WHAT YOU ARE ASKED TO DO. From the entries below, copy every line that has the word "enum".

Recorded data
※ ※ ※

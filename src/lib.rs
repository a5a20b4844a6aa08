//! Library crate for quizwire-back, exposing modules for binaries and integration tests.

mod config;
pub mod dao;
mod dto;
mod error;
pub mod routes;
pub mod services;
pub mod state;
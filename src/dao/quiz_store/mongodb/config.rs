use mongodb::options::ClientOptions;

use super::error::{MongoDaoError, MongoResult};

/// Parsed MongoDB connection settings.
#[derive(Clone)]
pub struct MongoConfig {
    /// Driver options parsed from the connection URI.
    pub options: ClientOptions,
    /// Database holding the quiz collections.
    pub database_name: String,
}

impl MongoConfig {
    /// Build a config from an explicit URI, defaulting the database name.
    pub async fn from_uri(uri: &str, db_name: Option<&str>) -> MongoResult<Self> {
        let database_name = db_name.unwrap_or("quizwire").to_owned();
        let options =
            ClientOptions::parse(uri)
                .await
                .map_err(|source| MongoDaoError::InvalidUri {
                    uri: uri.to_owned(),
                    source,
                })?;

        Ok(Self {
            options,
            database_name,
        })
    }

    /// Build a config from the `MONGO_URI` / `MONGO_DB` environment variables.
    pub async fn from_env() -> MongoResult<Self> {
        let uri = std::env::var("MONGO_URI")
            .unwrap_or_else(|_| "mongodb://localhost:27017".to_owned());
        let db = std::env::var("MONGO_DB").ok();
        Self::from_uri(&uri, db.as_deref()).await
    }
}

※ ※ ※

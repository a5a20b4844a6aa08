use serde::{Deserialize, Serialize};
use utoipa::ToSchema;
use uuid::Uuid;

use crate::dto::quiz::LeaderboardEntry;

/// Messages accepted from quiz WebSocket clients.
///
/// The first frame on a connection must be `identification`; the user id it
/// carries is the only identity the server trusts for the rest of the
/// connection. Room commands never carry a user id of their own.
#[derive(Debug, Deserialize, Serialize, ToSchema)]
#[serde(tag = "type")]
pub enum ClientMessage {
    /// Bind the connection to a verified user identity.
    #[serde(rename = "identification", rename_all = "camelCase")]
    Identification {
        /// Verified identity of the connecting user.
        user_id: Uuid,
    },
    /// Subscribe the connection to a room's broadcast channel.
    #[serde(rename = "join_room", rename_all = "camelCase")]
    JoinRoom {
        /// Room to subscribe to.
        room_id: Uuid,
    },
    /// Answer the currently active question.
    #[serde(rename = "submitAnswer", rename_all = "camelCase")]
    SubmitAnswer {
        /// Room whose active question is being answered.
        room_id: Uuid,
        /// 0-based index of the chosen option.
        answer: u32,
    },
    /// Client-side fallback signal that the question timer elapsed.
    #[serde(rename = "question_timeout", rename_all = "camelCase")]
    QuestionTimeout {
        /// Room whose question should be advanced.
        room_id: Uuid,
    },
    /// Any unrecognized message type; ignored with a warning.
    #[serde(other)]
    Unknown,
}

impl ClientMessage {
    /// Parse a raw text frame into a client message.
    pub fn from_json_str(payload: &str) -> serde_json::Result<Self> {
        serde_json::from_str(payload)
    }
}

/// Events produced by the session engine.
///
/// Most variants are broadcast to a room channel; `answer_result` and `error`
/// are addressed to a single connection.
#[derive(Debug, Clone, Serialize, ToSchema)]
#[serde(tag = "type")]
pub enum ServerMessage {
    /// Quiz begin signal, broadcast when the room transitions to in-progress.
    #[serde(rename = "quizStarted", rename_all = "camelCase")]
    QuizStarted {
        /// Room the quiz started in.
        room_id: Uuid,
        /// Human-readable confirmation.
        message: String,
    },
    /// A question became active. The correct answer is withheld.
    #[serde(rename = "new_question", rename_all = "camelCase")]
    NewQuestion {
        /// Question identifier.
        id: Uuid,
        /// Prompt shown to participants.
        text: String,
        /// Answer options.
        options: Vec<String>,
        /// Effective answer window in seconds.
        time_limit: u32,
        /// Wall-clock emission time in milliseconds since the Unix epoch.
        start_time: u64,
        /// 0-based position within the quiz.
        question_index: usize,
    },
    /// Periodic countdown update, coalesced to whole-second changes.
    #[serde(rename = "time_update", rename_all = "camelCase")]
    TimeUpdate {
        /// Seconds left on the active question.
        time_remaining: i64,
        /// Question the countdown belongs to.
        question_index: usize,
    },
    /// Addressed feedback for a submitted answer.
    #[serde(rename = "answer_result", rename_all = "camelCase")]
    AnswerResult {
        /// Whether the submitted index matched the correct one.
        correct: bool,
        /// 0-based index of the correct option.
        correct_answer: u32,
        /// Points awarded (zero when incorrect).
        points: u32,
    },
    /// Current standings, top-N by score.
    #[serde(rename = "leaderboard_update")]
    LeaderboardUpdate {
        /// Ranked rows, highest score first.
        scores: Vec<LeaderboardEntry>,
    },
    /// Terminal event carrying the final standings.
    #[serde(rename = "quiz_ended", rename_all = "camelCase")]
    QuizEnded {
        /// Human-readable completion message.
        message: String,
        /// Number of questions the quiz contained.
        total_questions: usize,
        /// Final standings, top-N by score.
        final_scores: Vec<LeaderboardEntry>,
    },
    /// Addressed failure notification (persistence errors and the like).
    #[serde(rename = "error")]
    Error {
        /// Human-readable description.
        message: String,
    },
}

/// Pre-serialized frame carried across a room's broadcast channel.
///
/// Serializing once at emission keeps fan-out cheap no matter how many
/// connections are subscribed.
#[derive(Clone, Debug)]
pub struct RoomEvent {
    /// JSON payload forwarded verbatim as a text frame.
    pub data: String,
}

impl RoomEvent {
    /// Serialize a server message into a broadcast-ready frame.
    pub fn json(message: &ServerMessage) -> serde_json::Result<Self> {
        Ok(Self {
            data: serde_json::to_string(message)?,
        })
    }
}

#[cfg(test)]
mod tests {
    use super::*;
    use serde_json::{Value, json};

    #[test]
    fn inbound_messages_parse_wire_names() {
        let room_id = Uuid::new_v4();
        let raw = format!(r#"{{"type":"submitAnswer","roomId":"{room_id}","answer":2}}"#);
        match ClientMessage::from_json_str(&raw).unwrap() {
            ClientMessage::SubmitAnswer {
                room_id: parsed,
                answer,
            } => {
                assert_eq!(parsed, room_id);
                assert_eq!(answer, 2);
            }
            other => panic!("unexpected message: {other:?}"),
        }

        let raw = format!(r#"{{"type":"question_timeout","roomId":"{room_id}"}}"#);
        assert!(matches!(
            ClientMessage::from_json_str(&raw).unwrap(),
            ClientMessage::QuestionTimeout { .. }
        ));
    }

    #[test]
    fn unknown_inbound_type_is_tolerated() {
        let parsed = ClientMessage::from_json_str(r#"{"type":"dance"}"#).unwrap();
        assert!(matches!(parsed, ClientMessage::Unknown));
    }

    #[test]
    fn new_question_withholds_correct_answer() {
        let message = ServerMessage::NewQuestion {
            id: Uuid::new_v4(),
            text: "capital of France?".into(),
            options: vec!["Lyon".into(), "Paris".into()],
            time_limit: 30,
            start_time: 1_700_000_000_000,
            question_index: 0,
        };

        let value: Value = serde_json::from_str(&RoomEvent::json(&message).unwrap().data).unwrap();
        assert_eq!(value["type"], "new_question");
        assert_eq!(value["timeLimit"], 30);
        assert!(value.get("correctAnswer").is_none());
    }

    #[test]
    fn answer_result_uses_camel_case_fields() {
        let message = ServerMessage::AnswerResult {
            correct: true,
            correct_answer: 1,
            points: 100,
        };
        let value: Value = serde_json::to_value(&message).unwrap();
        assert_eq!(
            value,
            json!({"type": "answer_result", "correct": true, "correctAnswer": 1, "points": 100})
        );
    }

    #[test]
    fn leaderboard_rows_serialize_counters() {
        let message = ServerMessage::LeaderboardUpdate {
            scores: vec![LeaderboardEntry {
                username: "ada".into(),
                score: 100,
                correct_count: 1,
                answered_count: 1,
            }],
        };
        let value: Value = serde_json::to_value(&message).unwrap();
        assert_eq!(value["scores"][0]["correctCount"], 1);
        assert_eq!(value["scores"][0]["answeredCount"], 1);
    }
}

※ ※ ※

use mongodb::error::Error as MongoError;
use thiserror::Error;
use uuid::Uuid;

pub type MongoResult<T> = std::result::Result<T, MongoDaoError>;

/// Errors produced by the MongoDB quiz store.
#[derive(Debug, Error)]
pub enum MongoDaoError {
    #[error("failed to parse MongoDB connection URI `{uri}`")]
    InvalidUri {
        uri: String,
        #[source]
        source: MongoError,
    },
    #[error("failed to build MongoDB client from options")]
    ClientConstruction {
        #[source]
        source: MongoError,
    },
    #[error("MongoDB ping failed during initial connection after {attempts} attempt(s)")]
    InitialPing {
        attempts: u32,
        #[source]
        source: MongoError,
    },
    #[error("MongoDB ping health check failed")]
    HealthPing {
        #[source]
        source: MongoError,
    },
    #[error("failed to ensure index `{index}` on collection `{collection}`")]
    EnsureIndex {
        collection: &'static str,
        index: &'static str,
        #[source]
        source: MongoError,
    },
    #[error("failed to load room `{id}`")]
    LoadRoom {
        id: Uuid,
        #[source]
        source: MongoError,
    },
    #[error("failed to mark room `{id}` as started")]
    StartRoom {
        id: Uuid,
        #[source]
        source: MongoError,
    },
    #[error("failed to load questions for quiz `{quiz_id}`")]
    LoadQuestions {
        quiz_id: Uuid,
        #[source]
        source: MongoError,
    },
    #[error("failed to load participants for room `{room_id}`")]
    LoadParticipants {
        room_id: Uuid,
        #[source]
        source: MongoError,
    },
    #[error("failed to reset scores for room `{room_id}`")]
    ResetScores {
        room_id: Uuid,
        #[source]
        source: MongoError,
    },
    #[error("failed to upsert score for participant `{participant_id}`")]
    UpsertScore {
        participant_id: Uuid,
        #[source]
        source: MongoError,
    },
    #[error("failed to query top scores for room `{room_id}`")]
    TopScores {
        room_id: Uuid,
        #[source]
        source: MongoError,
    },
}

※ ※ ※

RESPONSE BOX.
pub enum ClientMessage {
pub enum ServerMessage {
pub enum MongoDaoError {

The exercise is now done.